# EXERCISE INSTRUCTIONS
Begin at the top of the listing below. Write each line out exactly, ending with the line that holds "from the file.".

◇ ◇ ◇ ◇

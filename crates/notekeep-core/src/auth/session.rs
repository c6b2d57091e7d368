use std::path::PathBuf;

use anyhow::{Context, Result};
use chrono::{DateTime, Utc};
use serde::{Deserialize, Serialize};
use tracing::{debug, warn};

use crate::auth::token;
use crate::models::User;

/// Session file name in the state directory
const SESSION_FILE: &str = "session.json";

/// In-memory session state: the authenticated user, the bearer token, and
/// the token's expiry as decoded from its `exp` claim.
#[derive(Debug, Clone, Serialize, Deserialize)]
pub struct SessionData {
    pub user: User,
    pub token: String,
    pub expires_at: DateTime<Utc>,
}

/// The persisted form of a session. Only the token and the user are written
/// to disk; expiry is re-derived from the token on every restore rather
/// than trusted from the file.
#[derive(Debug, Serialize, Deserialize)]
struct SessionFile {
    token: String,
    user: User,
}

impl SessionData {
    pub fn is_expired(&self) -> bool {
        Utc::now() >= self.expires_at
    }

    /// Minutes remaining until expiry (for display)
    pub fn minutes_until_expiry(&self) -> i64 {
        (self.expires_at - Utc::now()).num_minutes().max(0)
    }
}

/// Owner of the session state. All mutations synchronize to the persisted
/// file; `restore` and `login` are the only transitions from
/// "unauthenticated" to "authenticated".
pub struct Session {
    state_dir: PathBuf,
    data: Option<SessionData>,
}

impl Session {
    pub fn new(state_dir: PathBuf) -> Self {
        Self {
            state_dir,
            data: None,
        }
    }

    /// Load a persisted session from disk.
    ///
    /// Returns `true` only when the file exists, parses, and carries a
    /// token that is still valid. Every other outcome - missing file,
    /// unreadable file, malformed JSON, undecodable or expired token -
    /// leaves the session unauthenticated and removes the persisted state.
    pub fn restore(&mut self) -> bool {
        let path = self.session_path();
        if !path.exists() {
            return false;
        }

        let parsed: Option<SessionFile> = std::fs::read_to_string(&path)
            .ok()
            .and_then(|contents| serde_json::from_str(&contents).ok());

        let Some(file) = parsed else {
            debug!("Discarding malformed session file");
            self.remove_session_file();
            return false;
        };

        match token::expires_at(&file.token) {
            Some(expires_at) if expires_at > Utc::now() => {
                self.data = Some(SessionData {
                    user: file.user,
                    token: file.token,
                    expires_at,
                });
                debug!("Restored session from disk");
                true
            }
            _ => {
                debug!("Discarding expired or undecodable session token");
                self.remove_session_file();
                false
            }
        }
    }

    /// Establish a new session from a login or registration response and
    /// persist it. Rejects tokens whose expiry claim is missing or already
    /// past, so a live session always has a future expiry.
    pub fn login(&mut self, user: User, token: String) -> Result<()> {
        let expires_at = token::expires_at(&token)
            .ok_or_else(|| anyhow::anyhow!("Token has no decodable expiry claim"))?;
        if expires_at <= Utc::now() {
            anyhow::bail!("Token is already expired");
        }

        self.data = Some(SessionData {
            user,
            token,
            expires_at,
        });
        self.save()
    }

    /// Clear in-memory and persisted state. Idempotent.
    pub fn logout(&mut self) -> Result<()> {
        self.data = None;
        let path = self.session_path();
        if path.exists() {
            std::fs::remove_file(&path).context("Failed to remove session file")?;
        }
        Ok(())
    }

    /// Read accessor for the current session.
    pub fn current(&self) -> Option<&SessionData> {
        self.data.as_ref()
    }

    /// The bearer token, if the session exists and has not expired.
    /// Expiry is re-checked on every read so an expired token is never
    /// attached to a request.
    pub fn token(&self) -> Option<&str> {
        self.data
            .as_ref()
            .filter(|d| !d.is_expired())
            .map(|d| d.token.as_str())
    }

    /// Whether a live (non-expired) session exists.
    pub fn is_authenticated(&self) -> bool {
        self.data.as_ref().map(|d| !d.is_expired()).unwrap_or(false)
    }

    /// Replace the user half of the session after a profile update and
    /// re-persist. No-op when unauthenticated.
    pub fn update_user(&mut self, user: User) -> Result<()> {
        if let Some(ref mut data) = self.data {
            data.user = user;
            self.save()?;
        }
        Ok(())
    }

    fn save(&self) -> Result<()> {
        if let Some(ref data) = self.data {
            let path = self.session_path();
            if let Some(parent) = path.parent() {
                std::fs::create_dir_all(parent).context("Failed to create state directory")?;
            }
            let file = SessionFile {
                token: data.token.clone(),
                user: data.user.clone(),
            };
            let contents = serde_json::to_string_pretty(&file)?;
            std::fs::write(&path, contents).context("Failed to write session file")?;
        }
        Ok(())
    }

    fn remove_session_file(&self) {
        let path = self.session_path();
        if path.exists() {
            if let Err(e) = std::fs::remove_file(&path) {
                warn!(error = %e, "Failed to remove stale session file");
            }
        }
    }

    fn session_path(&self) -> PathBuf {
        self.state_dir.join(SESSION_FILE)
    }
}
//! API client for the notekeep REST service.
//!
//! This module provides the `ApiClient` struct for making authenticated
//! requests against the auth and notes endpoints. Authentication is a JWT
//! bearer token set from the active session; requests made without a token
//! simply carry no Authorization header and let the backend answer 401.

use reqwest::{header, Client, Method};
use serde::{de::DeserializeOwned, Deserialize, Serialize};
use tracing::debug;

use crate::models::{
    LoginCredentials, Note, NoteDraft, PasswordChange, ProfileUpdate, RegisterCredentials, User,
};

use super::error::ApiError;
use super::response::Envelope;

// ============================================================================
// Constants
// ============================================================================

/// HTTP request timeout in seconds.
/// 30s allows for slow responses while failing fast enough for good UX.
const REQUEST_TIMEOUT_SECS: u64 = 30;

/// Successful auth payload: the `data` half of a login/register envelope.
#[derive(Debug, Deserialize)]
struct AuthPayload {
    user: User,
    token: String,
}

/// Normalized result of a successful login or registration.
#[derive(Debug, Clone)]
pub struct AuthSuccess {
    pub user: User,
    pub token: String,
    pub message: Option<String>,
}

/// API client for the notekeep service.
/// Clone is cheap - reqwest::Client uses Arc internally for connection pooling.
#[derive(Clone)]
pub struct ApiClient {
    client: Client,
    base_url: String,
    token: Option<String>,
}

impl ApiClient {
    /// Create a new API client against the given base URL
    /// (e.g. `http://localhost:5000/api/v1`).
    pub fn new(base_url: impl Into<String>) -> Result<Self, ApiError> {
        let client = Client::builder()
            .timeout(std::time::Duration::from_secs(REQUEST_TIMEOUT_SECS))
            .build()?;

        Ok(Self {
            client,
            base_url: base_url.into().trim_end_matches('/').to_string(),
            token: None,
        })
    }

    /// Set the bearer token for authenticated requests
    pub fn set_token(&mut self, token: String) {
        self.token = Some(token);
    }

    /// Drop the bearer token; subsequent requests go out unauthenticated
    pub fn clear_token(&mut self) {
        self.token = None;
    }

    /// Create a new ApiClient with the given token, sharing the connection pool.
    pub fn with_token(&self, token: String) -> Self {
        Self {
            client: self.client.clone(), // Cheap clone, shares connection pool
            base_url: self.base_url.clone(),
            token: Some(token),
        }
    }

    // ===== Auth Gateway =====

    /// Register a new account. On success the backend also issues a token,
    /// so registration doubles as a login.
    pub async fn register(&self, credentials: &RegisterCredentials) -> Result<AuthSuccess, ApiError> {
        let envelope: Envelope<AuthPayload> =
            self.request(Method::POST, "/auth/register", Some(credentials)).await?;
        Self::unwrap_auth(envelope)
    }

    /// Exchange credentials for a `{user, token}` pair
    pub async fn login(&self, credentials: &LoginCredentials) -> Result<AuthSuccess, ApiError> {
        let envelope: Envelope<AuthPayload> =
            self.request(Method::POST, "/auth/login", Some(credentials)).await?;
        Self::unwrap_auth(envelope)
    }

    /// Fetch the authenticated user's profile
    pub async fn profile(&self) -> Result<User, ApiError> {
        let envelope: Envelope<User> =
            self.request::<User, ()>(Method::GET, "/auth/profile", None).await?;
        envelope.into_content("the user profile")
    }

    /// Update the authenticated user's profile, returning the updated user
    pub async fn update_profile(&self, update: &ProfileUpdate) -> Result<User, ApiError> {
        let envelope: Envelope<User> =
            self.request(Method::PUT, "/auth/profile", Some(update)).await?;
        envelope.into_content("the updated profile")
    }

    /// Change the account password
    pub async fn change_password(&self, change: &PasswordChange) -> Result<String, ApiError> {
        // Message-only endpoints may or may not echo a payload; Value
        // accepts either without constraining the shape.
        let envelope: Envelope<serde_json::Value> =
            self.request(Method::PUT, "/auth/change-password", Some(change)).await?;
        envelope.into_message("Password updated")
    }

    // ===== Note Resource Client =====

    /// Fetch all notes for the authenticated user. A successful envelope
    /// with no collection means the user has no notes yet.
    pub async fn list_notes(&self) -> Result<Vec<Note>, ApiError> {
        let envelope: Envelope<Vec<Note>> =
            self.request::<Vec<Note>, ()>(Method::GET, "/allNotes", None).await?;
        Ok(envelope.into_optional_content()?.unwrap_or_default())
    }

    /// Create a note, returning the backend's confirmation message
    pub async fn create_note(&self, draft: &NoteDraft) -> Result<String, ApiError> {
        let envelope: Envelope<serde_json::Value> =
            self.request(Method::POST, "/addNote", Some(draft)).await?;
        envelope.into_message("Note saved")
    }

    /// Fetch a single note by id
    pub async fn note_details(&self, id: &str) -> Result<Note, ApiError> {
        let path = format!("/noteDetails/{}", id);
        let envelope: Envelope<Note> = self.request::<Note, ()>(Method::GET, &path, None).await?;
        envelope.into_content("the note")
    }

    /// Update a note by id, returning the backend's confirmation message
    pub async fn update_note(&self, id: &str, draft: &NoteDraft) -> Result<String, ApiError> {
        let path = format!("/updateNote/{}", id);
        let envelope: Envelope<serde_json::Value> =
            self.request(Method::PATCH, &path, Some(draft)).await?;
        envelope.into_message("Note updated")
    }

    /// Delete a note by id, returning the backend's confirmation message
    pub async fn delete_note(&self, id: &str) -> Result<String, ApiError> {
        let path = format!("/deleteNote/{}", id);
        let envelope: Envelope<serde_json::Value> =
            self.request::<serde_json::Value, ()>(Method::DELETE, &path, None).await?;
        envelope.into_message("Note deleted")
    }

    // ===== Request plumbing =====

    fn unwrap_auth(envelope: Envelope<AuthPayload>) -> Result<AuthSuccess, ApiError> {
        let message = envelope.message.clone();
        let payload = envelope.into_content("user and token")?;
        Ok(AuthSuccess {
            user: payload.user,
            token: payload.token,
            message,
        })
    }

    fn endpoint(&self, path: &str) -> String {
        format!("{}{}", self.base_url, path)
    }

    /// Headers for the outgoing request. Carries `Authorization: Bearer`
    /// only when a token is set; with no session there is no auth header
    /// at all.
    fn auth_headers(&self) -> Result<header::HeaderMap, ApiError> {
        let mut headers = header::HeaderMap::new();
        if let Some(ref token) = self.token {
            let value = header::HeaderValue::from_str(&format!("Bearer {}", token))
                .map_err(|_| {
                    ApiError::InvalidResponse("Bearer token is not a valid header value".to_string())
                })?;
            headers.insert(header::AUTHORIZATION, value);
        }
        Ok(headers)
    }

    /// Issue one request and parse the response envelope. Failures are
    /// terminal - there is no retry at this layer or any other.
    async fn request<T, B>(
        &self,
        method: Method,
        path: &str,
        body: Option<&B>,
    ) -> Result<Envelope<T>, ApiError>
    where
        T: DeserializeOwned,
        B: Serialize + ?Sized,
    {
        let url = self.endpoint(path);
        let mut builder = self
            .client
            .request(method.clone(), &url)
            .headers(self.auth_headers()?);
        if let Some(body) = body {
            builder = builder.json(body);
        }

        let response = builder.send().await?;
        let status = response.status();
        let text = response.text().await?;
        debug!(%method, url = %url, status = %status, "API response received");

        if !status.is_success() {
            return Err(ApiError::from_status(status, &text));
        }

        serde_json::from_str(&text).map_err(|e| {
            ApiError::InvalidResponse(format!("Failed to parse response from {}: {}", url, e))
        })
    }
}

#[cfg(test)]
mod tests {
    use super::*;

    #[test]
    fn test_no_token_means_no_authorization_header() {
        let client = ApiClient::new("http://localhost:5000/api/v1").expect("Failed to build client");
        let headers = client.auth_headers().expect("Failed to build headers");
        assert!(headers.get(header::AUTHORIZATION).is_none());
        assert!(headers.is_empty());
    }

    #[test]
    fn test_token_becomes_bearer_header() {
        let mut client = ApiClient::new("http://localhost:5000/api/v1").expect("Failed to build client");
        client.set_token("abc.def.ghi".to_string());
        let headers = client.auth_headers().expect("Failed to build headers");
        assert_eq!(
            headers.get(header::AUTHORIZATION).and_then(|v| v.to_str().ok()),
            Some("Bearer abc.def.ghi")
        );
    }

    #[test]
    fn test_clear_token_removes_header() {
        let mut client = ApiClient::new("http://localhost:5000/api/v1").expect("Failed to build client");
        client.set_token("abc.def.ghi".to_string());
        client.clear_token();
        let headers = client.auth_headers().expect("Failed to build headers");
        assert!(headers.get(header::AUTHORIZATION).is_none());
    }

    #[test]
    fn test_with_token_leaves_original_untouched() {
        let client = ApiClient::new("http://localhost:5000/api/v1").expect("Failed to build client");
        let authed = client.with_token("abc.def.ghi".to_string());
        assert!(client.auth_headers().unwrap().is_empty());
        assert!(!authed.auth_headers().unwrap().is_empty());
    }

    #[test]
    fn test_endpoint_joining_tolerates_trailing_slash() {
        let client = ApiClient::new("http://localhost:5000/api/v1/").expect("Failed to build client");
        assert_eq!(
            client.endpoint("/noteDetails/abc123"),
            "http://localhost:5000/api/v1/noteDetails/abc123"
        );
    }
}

◇ ◇ ◇ ◇

# FINAL ANSWER
filename crates/notekeep-core/src/auth/session.rs
repository c6b2d57091e7d368
use std::path::PathBuf;

use anyhow::{Context, Result};
use chrono::{DateTime, Utc};
use serde::{Deserialize, Serialize};
use tracing::{debug, warn};

use crate::auth::token;
use crate::models::User;

/// Session file name in the state directory
const SESSION_FILE: &str = "session.json";

/// In-memory session state: the authenticated user, the bearer token, and
/// the token's expiry as decoded from its `exp` claim.
#[derive(Debug, Clone, Serialize, Deserialize)]
pub struct SessionData {
    pub user: User,
    pub token: String,
    pub expires_at: DateTime<Utc>,
}

/// The persisted form of a session. Only the token and the user are written
/// to disk; expiry is re-derived from the token on every restore rather
/// than trusted from the file.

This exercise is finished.